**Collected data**

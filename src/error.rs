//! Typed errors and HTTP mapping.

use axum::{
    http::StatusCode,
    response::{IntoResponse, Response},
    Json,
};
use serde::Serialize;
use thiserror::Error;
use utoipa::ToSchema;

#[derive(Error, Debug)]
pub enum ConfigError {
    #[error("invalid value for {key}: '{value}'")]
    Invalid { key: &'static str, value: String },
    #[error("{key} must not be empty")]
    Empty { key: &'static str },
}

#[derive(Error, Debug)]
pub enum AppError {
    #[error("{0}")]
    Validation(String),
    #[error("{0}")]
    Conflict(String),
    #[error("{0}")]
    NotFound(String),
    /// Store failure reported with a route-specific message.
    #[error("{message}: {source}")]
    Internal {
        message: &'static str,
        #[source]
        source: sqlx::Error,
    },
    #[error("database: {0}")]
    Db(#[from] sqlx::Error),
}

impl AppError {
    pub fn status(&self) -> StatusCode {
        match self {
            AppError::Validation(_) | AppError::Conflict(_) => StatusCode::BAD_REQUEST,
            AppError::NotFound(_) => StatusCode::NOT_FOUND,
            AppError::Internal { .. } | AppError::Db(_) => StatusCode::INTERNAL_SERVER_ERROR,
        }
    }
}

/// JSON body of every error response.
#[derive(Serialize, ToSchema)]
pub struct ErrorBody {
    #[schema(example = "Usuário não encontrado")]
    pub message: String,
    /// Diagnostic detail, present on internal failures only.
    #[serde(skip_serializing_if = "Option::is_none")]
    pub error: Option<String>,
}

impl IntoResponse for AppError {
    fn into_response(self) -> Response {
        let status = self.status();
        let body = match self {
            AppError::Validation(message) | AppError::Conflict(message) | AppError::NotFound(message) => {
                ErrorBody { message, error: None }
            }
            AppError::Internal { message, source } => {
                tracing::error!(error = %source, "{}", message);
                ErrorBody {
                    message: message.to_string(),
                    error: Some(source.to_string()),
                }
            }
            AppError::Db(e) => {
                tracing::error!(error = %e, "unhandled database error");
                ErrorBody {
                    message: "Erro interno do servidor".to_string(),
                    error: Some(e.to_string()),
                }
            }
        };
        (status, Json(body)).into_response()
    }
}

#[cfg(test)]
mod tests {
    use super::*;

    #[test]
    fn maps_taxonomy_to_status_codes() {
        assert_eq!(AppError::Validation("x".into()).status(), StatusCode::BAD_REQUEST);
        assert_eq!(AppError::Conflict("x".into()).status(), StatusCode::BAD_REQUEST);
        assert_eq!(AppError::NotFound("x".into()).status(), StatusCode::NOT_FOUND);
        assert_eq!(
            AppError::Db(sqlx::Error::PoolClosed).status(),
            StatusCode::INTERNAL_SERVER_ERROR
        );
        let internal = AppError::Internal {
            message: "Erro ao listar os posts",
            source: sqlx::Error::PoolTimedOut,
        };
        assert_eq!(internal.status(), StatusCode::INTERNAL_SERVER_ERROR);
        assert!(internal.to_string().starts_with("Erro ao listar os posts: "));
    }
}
...
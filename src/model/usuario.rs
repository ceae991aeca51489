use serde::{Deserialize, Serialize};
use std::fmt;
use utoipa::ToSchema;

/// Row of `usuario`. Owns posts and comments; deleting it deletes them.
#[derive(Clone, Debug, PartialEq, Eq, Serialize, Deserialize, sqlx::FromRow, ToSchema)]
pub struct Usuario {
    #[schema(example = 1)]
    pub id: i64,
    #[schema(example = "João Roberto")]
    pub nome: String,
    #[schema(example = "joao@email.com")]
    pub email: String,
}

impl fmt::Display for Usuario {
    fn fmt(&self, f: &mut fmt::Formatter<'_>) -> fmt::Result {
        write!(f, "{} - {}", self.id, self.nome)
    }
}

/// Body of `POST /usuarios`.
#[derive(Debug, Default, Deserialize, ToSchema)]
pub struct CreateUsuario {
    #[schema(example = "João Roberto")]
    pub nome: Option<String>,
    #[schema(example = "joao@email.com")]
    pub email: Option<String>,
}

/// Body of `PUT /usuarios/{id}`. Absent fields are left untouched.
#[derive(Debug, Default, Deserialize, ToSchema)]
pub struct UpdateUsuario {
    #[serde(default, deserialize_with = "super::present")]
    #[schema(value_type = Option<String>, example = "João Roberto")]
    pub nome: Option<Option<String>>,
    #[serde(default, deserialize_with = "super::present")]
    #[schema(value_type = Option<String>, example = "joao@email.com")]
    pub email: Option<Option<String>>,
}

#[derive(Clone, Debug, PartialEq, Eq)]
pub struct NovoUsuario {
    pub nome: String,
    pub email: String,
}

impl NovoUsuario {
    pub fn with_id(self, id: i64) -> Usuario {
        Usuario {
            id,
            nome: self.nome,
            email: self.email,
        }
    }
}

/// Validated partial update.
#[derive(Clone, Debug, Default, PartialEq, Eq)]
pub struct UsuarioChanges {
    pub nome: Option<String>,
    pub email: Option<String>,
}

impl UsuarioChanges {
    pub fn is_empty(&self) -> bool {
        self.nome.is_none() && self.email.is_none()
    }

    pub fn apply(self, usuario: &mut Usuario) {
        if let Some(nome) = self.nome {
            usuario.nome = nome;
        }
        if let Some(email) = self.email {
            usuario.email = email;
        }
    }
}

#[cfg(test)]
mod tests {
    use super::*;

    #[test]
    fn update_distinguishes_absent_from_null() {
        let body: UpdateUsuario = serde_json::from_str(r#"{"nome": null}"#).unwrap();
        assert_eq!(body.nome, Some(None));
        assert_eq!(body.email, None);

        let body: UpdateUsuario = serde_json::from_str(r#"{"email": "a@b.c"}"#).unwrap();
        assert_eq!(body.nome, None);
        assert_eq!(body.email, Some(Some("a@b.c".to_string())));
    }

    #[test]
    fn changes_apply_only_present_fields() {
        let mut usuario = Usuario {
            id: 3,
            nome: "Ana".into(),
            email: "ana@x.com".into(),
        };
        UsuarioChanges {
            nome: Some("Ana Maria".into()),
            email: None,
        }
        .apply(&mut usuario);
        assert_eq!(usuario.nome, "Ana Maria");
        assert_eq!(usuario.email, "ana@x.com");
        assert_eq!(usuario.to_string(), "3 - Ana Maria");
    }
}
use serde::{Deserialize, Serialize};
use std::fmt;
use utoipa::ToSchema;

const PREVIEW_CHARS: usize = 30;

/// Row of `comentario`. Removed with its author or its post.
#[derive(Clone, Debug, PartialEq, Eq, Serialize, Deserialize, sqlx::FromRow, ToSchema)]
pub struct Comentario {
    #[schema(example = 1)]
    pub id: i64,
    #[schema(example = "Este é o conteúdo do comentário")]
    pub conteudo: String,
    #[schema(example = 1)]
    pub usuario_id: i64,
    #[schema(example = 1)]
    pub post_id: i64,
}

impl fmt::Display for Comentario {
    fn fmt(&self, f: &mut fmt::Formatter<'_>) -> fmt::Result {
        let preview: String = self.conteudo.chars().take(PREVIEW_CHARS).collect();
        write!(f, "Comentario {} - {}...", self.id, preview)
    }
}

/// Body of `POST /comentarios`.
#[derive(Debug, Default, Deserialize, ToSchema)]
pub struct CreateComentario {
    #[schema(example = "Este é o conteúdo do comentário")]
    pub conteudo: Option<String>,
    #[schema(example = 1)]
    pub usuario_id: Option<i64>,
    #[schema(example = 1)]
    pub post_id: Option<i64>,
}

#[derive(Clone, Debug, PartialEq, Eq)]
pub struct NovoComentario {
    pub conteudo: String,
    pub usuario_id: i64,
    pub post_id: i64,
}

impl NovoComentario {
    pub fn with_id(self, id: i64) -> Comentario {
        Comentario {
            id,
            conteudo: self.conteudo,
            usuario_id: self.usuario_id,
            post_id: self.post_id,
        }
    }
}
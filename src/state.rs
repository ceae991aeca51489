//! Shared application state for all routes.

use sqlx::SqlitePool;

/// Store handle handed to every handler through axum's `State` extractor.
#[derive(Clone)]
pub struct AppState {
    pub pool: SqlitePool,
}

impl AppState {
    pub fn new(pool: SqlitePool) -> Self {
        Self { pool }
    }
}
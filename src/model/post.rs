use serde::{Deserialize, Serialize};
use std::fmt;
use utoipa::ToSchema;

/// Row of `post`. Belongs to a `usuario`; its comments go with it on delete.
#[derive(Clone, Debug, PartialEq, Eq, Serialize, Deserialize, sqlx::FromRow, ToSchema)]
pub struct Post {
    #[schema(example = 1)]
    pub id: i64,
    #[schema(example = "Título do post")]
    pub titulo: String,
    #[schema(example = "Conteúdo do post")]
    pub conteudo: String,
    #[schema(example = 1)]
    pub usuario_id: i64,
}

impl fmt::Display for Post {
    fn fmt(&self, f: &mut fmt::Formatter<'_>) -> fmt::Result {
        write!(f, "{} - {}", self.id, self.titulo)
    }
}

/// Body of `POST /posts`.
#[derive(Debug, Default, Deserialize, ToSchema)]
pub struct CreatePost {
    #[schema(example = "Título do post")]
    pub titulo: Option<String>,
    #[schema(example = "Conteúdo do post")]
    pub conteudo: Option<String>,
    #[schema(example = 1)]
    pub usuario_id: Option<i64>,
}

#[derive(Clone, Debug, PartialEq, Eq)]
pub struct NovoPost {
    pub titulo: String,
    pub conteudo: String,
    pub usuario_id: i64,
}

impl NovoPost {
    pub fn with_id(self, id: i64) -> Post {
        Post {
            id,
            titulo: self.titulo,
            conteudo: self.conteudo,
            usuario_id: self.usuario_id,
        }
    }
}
---
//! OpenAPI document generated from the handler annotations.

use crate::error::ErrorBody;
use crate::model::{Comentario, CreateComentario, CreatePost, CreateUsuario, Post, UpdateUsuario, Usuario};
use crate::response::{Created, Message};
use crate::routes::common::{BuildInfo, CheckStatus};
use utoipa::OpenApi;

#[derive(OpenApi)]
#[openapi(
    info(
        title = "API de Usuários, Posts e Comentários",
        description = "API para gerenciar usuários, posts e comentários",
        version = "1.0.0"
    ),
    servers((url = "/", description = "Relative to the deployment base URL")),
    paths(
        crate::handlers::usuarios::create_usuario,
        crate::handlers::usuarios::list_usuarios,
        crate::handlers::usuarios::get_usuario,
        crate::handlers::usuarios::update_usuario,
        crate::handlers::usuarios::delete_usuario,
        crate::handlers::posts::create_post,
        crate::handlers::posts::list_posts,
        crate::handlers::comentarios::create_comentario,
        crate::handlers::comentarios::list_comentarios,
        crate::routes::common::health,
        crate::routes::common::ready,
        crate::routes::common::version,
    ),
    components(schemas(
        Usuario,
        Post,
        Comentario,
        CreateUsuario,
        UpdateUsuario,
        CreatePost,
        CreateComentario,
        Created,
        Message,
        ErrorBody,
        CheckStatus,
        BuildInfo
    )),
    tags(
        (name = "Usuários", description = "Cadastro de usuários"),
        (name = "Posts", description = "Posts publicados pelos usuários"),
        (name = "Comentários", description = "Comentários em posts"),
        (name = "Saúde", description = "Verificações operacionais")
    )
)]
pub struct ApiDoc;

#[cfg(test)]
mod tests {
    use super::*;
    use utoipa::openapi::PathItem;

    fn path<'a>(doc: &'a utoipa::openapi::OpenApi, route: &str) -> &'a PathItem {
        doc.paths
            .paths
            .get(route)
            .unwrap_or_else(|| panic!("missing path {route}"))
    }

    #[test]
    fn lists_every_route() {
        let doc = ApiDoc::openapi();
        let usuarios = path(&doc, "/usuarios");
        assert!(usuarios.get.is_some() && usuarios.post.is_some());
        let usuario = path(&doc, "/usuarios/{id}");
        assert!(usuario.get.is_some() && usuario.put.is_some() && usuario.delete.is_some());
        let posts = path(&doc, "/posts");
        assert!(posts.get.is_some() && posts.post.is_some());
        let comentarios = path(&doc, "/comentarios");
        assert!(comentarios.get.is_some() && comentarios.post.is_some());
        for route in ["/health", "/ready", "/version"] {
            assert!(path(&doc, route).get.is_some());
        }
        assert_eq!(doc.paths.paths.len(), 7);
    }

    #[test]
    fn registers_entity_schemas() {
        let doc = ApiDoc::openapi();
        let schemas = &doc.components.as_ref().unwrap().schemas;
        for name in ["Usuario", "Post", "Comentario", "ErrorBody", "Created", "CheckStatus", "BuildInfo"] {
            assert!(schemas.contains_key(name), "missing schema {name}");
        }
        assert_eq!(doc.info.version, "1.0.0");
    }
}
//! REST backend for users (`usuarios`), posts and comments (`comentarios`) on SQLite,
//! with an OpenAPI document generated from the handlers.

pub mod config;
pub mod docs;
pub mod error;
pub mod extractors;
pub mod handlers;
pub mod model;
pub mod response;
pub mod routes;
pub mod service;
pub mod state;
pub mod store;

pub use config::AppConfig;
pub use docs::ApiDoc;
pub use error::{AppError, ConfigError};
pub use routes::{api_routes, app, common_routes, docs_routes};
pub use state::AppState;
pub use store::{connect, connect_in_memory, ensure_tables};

**Assigned task**
Lines containing the word "Maria" must be found in the data above and copied.

**Task answer**
            nome: Some("Ana Maria".into()),
        assert_eq!(usuario.nome, "Ana Maria");
        assert_eq!(usuario.to_string(), "3 - Ana Maria");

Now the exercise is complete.